Another year only makes you want it better than the last...


----------



## gypsyseagod (Jul 31, 2007)

happy b-day az.


----------



## gypsyseagod (Jul 31, 2007)

hbd again az


----------



## deejaydebi (Jul 31, 2007)

Happy Birthday AZ!


----------



## msmith (Jul 31, 2007)

Happy Birthday.


----------



## meowey (Jul 31, 2007)

Many happy returns of the day!

Take care, have fun, and do good!

Regards,

Meowey


----------



## triple b (Jul 31, 2007)

HAPPY BIRTHDAY AZ!


----------



## blackhawk19 (Jul 31, 2007)

Happy B-Day, I hope you get cool stuff to smoke with


----------



## smokincowboy (Jul 31, 2007)

Happy Birthday


----------



## smokin for life (Jul 31, 2007)

Happy Birthday to you, happy birthday to you, happy birth day AZ happy birth day to you. I've always wanted to do that.


----------



## t-bone tim (Jul 31, 2007)

Happy birthday AZ , smoke on


----------



## crewdawg52 (Jul 31, 2007)

Have a Happy B-day AZ, and many more!


----------



## catfish (Jul 31, 2007)

happy birthday AZ redneck


----------



## jts70 (Jul 31, 2007)

Happy Birthday! Hope you have a great one!!


----------



## low&slow (Jul 31, 2007)

Have a happy happy birthday AZ, and many many more.


----------



## smokey steve (Jul 31, 2007)

Happy Birthday AZ.....Have a great one!!!


----------



## shellbellc (Jul 31, 2007)

Happy Birthday!!!  Hope your day is fun!


----------



## ultramag (Jul 31, 2007)

Happy Birthday AZ!


----------



## az_redneck (Jul 31, 2007)

THANKS everyone! I'll trade you guys for my kids. They never remember my birthday.

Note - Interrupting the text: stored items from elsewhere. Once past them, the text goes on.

//! Deku - Board Representation Module
//!
//! The board is a plain value: a fixed 8x8 grid, the grid as it stood one
//! ply earlier, and the flags derived from both. Copying a board produces a
//! fully independent position, so every search branch owns its own.
//!
//! The only way to change a board is the move executor (`try_move` /
//! `attempt_move`), which validates the move, relocates the piece and runs
//! the rule updater in `rules.rs`.

use std::fmt;

use tracing::trace;

use crate::error::{BoardError, MoveError};
use crate::move_generator::MoveGenerator;
use crate::types::*;

/// Back rank configuration from the a-file to the h-file
const BACK_RANK: [Piece; 8] = [
    CASTLE_ROOK,
    KNIGHT,
    BISHOP,
    QUEEN,
    CASTLE_KING,
    BISHOP,
    KNIGHT,
    CASTLE_ROOK,
];

/// A move: the square a piece leaves and the square it lands on.
///
/// Captures, castling, en passant and promotion are all recovered by the
/// rule updater from the position, so nothing else is carried.
#[derive(Clone, Copy, Debug, PartialEq, Eq, Hash)]
pub struct Move {
    pub from: Square,
    pub to: Square,
}

impl Move {
    pub const fn new(from: Square, to: Square) -> Self {
        Move { from, to }
    }

    /// Parse coordinate notation ("e2e4")
    pub fn parse(text: &str) -> Result<Self, BoardError> {
        if text.len() != 4 || !text.is_ascii() {
            return Err(BoardError::BadSquare(text.to_string()));
        }
        Ok(Move::new(Square::parse(&text[..2])?, Square::parse(&text[2..])?))
    }
}

impl fmt::Display for Move {
    fn fmt(&self, f: &mut fmt::Formatter<'_>) -> fmt::Result {
        write!(f, "{}{}", self.from, self.to)
    }
}

/// Chess board representation
#[derive(Clone, Copy, Debug, PartialEq, Eq)]
pub struct Board {
    /// Piece grid indexed `[file][rank]`
    pub(crate) grid: Layout,
    /// The grid as it stood before the last executed move
    pub(crate) previous: Layout,
    /// True if it's white's turn
    pub(crate) white_to_move: bool,
    /// Plies since the last capture or pawn move (for 50-move rule)
    pub(crate) halfmove_clock: u32,
    /// Set once a draw is reached; never cleared for this position
    pub(crate) draw: bool,
    pub(crate) white_in_check: bool,
    pub(crate) black_in_check: bool,
    pub(crate) white_pieces: u8,
    pub(crate) black_pieces: u8,
}

impl Board {
    /// Create a new board with the starting position
    pub fn new() -> Self {
        let mut grid = [[EMPTY; 8]; 8];
        for (file, column) in grid.iter_mut().enumerate() {
            column[0] = BACK_RANK[file];
            column[1] = PAWN;
            column[6] = -PAWN;
            column[7] = -BACK_RANK[file];
        }

        Board {
            grid,
            previous: grid,
            white_to_move: true,
            halfmove_clock: 0,
            draw: false,
            white_in_check: false,
            black_in_check: false,
            white_pieces: 16,
            black_pieces: 16,
        }
    }

    /// Create a board from an explicit layout.
    ///
    /// Piece counts and check flags are derived immediately; the half-move
    /// clock starts at zero.
    pub fn from_layout(layout: Layout, to_move: Color) -> Result<Self, BoardError> {
        let mut white_kings = 0;
        let mut black_kings = 0;

        for sq in Square::all() {
            let value = layout[sq.file as usize][sq.rank as usize];
            if !(-CASTLE_KING..=CASTLE_KING).contains(&value) {
                return Err(BoardError::InvalidPiece {
                    file: sq.file,
                    rank: sq.rank,
                    value,
                });
            }
            if is_king(value) {
                match color_of(value) {
                    Some(Color::White) => white_kings += 1,
                    _ => black_kings += 1,
                }
            }
        }

        if white_kings > 1 {
            return Err(BoardError::DuplicateKing(Color::White));
        }
        if black_kings > 1 {
            return Err(BoardError::DuplicateKing(Color::Black));
        }

        let mut board = Board {
            grid: layout,
            previous: layout,
            white_to_move: to_move == Color::White,
            halfmove_clock: 0,
            draw: false,
            white_in_check: false,
            black_in_check: false,
            white_pieces: 0,
            black_pieces: 0,
        };
        board.count_pieces();
        board.update_checks();

        Ok(board)
    }

    /// Piece on a square
    #[inline]
    pub fn piece_at(&self, sq: Square) -> Piece {
        self.grid[sq.file as usize][sq.rank as usize]
    }

    /// Piece that stood on a square before the last move
    #[inline]
    pub fn previous_piece_at(&self, sq: Square) -> Piece {
        self.previous[sq.file as usize][sq.rank as usize]
    }

    #[inline]
    pub(crate) fn set(&mut self, sq: Square, piece: Piece) {
        self.grid[sq.file as usize][sq.rank as usize] = piece;
    }

    /// Raw piece grid, indexed `[file][rank]`, for rendering
    pub fn grid(&self) -> &Layout {
        &self.grid
    }

    pub fn side_to_move(&self) -> Color {
        if self.white_to_move {
            Color::White
        } else {
            Color::Black
        }
    }

    /// Returns true if it is white's turn
    pub fn is_white_turn(&self) -> bool {
        self.white_to_move
    }

    pub fn in_check(&self, color: Color) -> bool {
        match color {
            Color::White => self.white_in_check,
            Color::Black => self.black_in_check,
        }
    }

    pub fn is_white_in_check(&self) -> bool {
        self.white_in_check
    }

    pub fn is_black_in_check(&self) -> bool {
        self.black_in_check
    }

    pub fn piece_count(&self, color: Color) -> u8 {
        match color {
            Color::White => self.white_pieces,
            Color::Black => self.black_pieces,
        }
    }

    /// Plies since the last capture or pawn move
    pub fn halfmove_clock(&self) -> u32 {
        self.halfmove_clock
    }

    pub fn is_draw(&self) -> bool {
        self.draw
    }

    /// Mark the position drawn, e.g. by repetition
    pub(crate) fn declare_draw(&mut self) {
        self.draw = true;
    }

    /// Find the king's square for the specified color
    pub fn find_king(&self, color: Color) -> Option<Square> {
        Square::all().find(|&sq| {
            let piece = self.piece_at(sq);
            is_king(piece) && is_color(piece, color)
        })
    }

    /// Execute a move for the side to move.
    ///
    /// The move must be legal for the side to move; otherwise the board is
    /// left untouched.
    pub fn try_move(&mut self, mv: Move) -> Result<(), MoveError> {
        let side = self.side_to_move();
        let legal = MoveGenerator::new().generate_legal_moves(self, side);
        if !legal.contains(&mv) {
            trace!(%mv, %side, "rejected move");
            return Err(MoveError::Illegal { mv, side });
        }
        self.apply_unchecked(mv);
        Ok(())
    }

    /// Performs a move; returns true if it was made, false otherwise
    pub fn attempt_move(&mut self, from: Square, to: Square) -> bool {
        self.try_move(Move::new(from, to)).is_ok()
    }

    /// Relocate a piece and re-derive every flag, without validating the
    /// move. Callers inside the crate use this on moves taken from the
    /// generator.
    pub(crate) fn apply_unchecked(&mut self, mv: Move) {
        self.previous = self.grid;
        let piece = self.piece_at(mv.from);
        self.set(mv.to, piece);
        self.set(mv.from, EMPTY);
        self.update_rules();
        self.white_to_move = !self.white_to_move;
    }
}

impl Default for Board {
    fn default() -> Self {
        Board::new()
    }
}

impl fmt::Display for Board {
    fn fmt(&self, f: &mut fmt::Formatter<'_>) -> fmt::Result {
        writeln!(f, "  +---+---+---+---+---+---+---+---+")?;
        for rank in (0..8u8).rev() {
            write!(f, "{} |", rank + 1)?;
            for file in 0..8u8 {
                match piece_to_char(self.piece_at(Square::new(file, rank))) {
                    Some(c) => write!(f, " {} |", c)?,
                    None => write!(f, "   |")?,
                }
            }
            writeln!(f)?;
            writeln!(f, "  +---+---+---+---+---+---+---+---+")?;
        }
        write!(f, "    a   b   c   d   e   f   g   h")
    }
}
//! Deku - Rule Updater
//!
//! After a piece has been relocated the whole grid is re-examined against the
//! snapshot of the previous grid, and every derived flag is recomputed:
//!
//! 1. en passant eligibility expires (or the pawn is removed if it was just
//!    taken en passant) and is granted to a pawn that just advanced two squares
//! 2. pawns on the last rank become queens
//! 3. a castling king drags its rook along; moved kings and rooks lose their
//!    castling status
//! 4. piece counts, the half-move clock and the fifty-move draw
//! 5. both check flags, from scratch

use crate::board::Board;
use crate::move_generator::MoveGenerator;
use crate::types::*;

/// King file at the start of the game
const KING_FILE: u8 = 4;

/// (king destination file, rook origin file, rook destination file)
const CASTLES: [(u8, u8, u8); 2] = [(6, 7, 5), (2, 0, 3)];

/// Plies without capture or pawn move that draw the game
pub const FIFTY_MOVE_PLIES: u32 = 100;

impl Board {
    /// Re-derive all flags after a raw relocation. The grid must already
    /// hold the moved piece and `previous` the grid before the move.
    pub(crate) fn update_rules(&mut self) {
        self.resolve_en_passant();
        self.promote_pawns();
        self.resolve_castling();

        let pawn_moved = self.pawn_moved();
        let (white_before, black_before) = (self.white_pieces, self.black_pieces);
        self.count_pieces();

        let captured = self.white_pieces < white_before || self.black_pieces < black_before;
        if pawn_moved || captured {
            self.halfmove_clock = 0;
        } else {
            self.halfmove_clock += 1;
        }

        if self.halfmove_clock >= FIFTY_MOVE_PLIES {
            self.draw = true;
        }

        self.update_checks();
    }

    fn resolve_en_passant(&mut self) {
        // Eligibility granted last ply expires now. If an enemy pawn has just
        // stepped onto the square behind, the pawn was taken en passant.
        for sq in Square::all() {
            let piece = self.piece_at(sq);
            if magnitude(piece) != EN_PASSANT_PAWN {
                continue;
            }
            let Some(color) = color_of(piece) else { continue };
            let taken = sq.offset(0, -color.forward()).is_some_and(|behind| {
                let capturer = self.piece_at(behind);
                is_pawn(capturer) && is_enemy(capturer, color) && self.previous_piece_at(behind) == EMPTY
            });
            self.set(sq, if taken { EMPTY } else { colored(PAWN, color) });
        }

        for color in [Color::White, Color::Black] {
            let pawn = colored(PAWN, color);
            let origin_rank = color.pawn_rank();
            let target_rank = (origin_rank as i8 + 2 * color.forward()) as u8;

            for file in 0..8u8 {
                let origin = Square::new(file, origin_rank);
                let target = Square::new(file, target_rank);
                if self.piece_at(target) == pawn
                    && self.previous_piece_at(target) == EMPTY
                    && self.previous_piece_at(origin) == pawn
                    && self.piece_at(origin) == EMPTY
                {
                    self.set(target, colored(EN_PASSANT_PAWN, color));
                }
            }
        }
    }

    fn promote_pawns(&mut self) {
        // No underpromotion
        for color in [Color::White, Color::Black] {
            for file in 0..8u8 {
                let sq = Square::new(file, color.promotion_rank());
                let piece = self.piece_at(sq);
                if is_pawn(piece) && is_color(piece, color) {
                    self.set(sq, colored(QUEEN, color));
                }
            }
        }
    }

    fn resolve_castling(&mut self) {
        for color in [Color::White, Color::Black] {
            let home = color.home_rank();
            let king = colored(CASTLE_KING, color);
            let king_home = Square::new(KING_FILE, home);

            if self.previous_piece_at(king_home) == king && self.piece_at(king_home) == EMPTY {
                for (king_file, rook_from, rook_to) in CASTLES {
                    let landing = Square::new(king_file, home);
                    let rook_square = Square::new(rook_from, home);
                    if self.piece_at(landing) == king
                        && self.previous_piece_at(landing) == EMPTY
                        && self.piece_at(rook_square) == colored(CASTLE_ROOK, color)
                    {
                        self.set(rook_square, EMPTY);
                        self.set(Square::new(rook_to, home), colored(ROOK, color));
                    }
                }
            }
        }

        for sq in Square::all() {
            let piece = self.piece_at(sq);
            let Some(color) = color_of(piece) else { continue };
            let home = color.home_rank();
            match magnitude(piece) {
                CASTLE_KING if sq != Square::new(KING_FILE, home) => {
                    self.set(sq, colored(KING, color));
                }
                CASTLE_ROOK if sq.rank != home || (sq.file != 0 && sq.file != 7) => {
                    self.set(sq, colored(ROOK, color));
                }
                _ => {}
            }
        }
    }

    /// A pawn moved (or was removed) if some square that held a pawn no
    /// longer holds a pawn of the same color.
    fn pawn_moved(&self) -> bool {
        Square::all().any(|sq| {
            let before = self.previous_piece_at(sq);
            let now = self.piece_at(sq);
            is_pawn(before) && !(is_pawn(now) && now.signum() == before.signum())
        })
    }

    pub(crate) fn count_pieces(&mut self) {
        let mut white = 0;
        let mut black = 0;
        for sq in Square::all() {
            match color_of(self.piece_at(sq)) {
                Some(Color::White) => white += 1,
                Some(Color::Black) => black += 1,
                None => {}
            }
        }
        self.white_pieces = white;
        self.black_pieces = black;
    }

    pub(crate) fn update_checks(&mut self) {
        let generator = MoveGenerator::new();
        self.white_in_check = self
            .find_king(Color::White)
            .is_some_and(|king| generator.is_square_attacked(self, king, Color::Black));
        self.black_in_check = self
            .find_king(Color::Black)
            .is_some_and(|king| generator.is_square_attacked(self, king, Color::White));
    }
}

I feel real old now though.. Birthdays just aren't the same after 40..  
	

	
	
		
		



		
		
	


	





 Bones creek, muscles ache, and parts don't work like they used to anymore.. 
	

	
	
		
		



		
		
	


	





On a positive note though, because of the alzheimers, I meet new people every day!

Take care all and thanks again...


----------



## hawgheaven (Jul 31, 2007)

Happy B-Day AZ! 

Old age botherin' ya'? Read my sig...


----------



## gypsyseagod (Jul 31, 2007)

my oldest girl turns 17 today so i know how ya feel. happy b-day again.


----------



## bigarm's smokin (Jul 31, 2007)

*Montana says happy birthday too! Enjoy yourself. Don't feel bad about your kids, neither one of my sons remembered my BD either. 
	

	
	
		
		



		
		
	


	





  Terry*


----------



## monty (Jul 31, 2007)

Happy Birthday, AZ Redneck! 
Today is your special day!
Enjoy it any way you want to!

Cheers!


----------



## hillbillysmoker (Jul 31, 2007)

Happy Birthday.  I hope you enjoy your day.


----------